* EXERCISE
Take every line containing "TopologySpec" from the material and copy it.
•••
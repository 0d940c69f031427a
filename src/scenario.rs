//! 场景文件
//!
//! JSON 描述的测试床（目前为 dumbbell）与流列表，以及运行一个场景的入口。

use std::fs;
use std::path::Path;

use serde::{Deserialize, Serialize};
use tracing::info;

use crate::net::{FlowId, NetWorld, Network, NodeId, NodeKind, Statistics};
use crate::proto::FlowSpec;
use crate::sim::{SimConfig, SimError, SimTime, Simulator};
use crate::topo::{DumbbellOpts, build_dumbbell};

pub const SCENARIO_SCHEMA_VERSION: u32 = 1;

/// 未配置 `config.until` 时的运行上限。
///
/// 尾段丢失且没有 NACK 的流会一直按 Interval 空转，事件队列永远不会排空。
pub const DEFAULT_RUN_HORIZON: SimTime = SimTime(100_000_000);

#[derive(Debug, Clone, Serialize, Deserialize)]
pub struct ScenarioSpec {
    pub schema_version: u32,
    #[serde(default)]
    pub config: SimConfig,
    pub topology: TopologySpec,
    #[serde(default)]
    pub flows: Vec<FlowEntry>,
}

#[derive(Debug, Clone, Serialize, Deserialize)]
#[serde(tag = "kind", rename_all = "snake_case")]
pub enum TopologySpec {
    Dumbbell {
        #[serde(default)]
        hosts_per_side: Option<usize>,
        #[serde(default)]
        host_link_gbps: Option<u64>,
        #[serde(default)]
        bottleneck_gbps: Option<u64>,
        #[serde(default)]
        control_link_gbps: Option<u64>,
        #[serde(default)]
        link_latency_us: Option<u64>,
        #[serde(default)]
        control_latency_us: Option<u64>,
        #[serde(default)]
        host_buffer_segments: Option<usize>,
        #[serde(default)]
        switch_buffer_segments: Option<usize>,
    },
}

/// 场景中的一条流；端点用主机名引用（dumbbell 中为 `l0..`、`r0..`）
#[derive(Debug, Clone, Serialize, Deserialize)]
pub struct FlowEntry {
    pub id: u64,
    pub src: String,
    pub dst: String,
    pub size_segments: u64,
    #[serde(default)]
    pub start_us: u64,
}

/// 一次场景运行的结果
#[derive(Debug, Clone, Serialize)]
pub struct ScenarioRun {
    pub events: u64,
    pub stats: Statistics,
}

impl TopologySpec {
    pub fn dumbbell_opts(&self) -> DumbbellOpts {
        let TopologySpec::Dumbbell {
            hosts_per_side,
            host_link_gbps,
            bottleneck_gbps,
            control_link_gbps,
            link_latency_us,
            control_latency_us,
            host_buffer_segments,
            switch_buffer_segments,
        } = self;
        let d = DumbbellOpts::default();
        DumbbellOpts {
            hosts_per_side: hosts_per_side.unwrap_or(d.hosts_per_side),
            host_link_gbps: host_link_gbps.unwrap_or(d.host_link_gbps),
            bottleneck_gbps: bottleneck_gbps.unwrap_or(d.bottleneck_gbps),
            control_link_gbps: control_link_gbps.unwrap_or(d.control_link_gbps),
            link_latency: link_latency_us.map_or(d.link_latency, SimTime::from_micros),
            control_latency: control_latency_us.map_or(d.control_latency, SimTime::from_micros),
            host_buffer_segments: host_buffer_segments.unwrap_or(d.host_buffer_segments),
            switch_buffer_segments: switch_buffer_segments.unwrap_or(d.switch_buffer_segments),
        }
    }
}

impl ScenarioSpec {
    pub fn from_json_str(raw: &str) -> Result<Self, SimError> {
        let spec: ScenarioSpec = serde_json::from_str(raw)?;
        if spec.schema_version != SCENARIO_SCHEMA_VERSION {
            return Err(SimError::Config(format!(
                "unsupported scenario schema_version {} (expected {})",
                spec.schema_version, SCENARIO_SCHEMA_VERSION
            )));
        }
        Ok(spec)
    }

    pub fn load(path: impl AsRef<Path>) -> Result<Self, SimError> {
        let raw = fs::read_to_string(path)?;
        Self::from_json_str(&raw)
    }

    /// 构建拓扑并注册所有流，返回尚未运行的仿真器与世界
    pub fn build(&self) -> Result<(Simulator, NetWorld), SimError> {
        let mut sim = Simulator::default();
        let mut world = NetWorld::new(Network::new(self.config.clone()));
        match &self.topology {
            TopologySpec::Dumbbell { .. } => {
                build_dumbbell(&mut world, &self.topology.dumbbell_opts())?;
            }
        }
        for entry in &self.flows {
            let spec = FlowSpec {
                id: FlowId(entry.id),
                src: resolve_host(&world.net, &entry.src)?,
                dst: resolve_host(&world.net, &entry.dst)?,
                size_segments: entry.size_segments,
                start: SimTime::from_micros(entry.start_us),
            };
            world.net.add_flow(&spec, &mut sim)?;
        }
        Ok((sim, world))
    }
}

fn resolve_host(net: &Network, name: &str) -> Result<NodeId, SimError> {
    let id = net
        .node_by_name(name)
        .ok_or_else(|| SimError::Config(format!("unknown host {name:?}")))?;
    if net.node_kind(id)? != NodeKind::Host {
        return Err(SimError::Config(format!("{name:?} is not a host")));
    }
    Ok(id)
}

/// 运行一个场景到 `config.until`（缺省为 [`DEFAULT_RUN_HORIZON`]）或事件队列为空
pub fn run_scenario(spec: &ScenarioSpec) -> Result<ScenarioRun, SimError> {
    let (mut sim, mut world) = spec.build()?;
    let until = spec.config.until.unwrap_or(DEFAULT_RUN_HORIZON);
    info!(flows = spec.flows.len(), ?until, "▶️  运行场景");
    let events = sim.run_until(until, &mut world)?;
    if !sim.is_empty() {
        world.net.diagnostics.warning(
            sim.now(),
            "Scenario",
            "run_scenario",
            format!("horizon reached with {} pending events", sim.len()),
        );
    }
    Ok(ScenarioRun {
        events,
        stats: world.net.statistics(sim.now()),
    })
}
•••
* EXERCISE RESULT
    pub topology: TopologySpec,
pub enum TopologySpec {
impl TopologySpec {
        let TopologySpec::Dumbbell {
            TopologySpec::Dumbbell { .. } => {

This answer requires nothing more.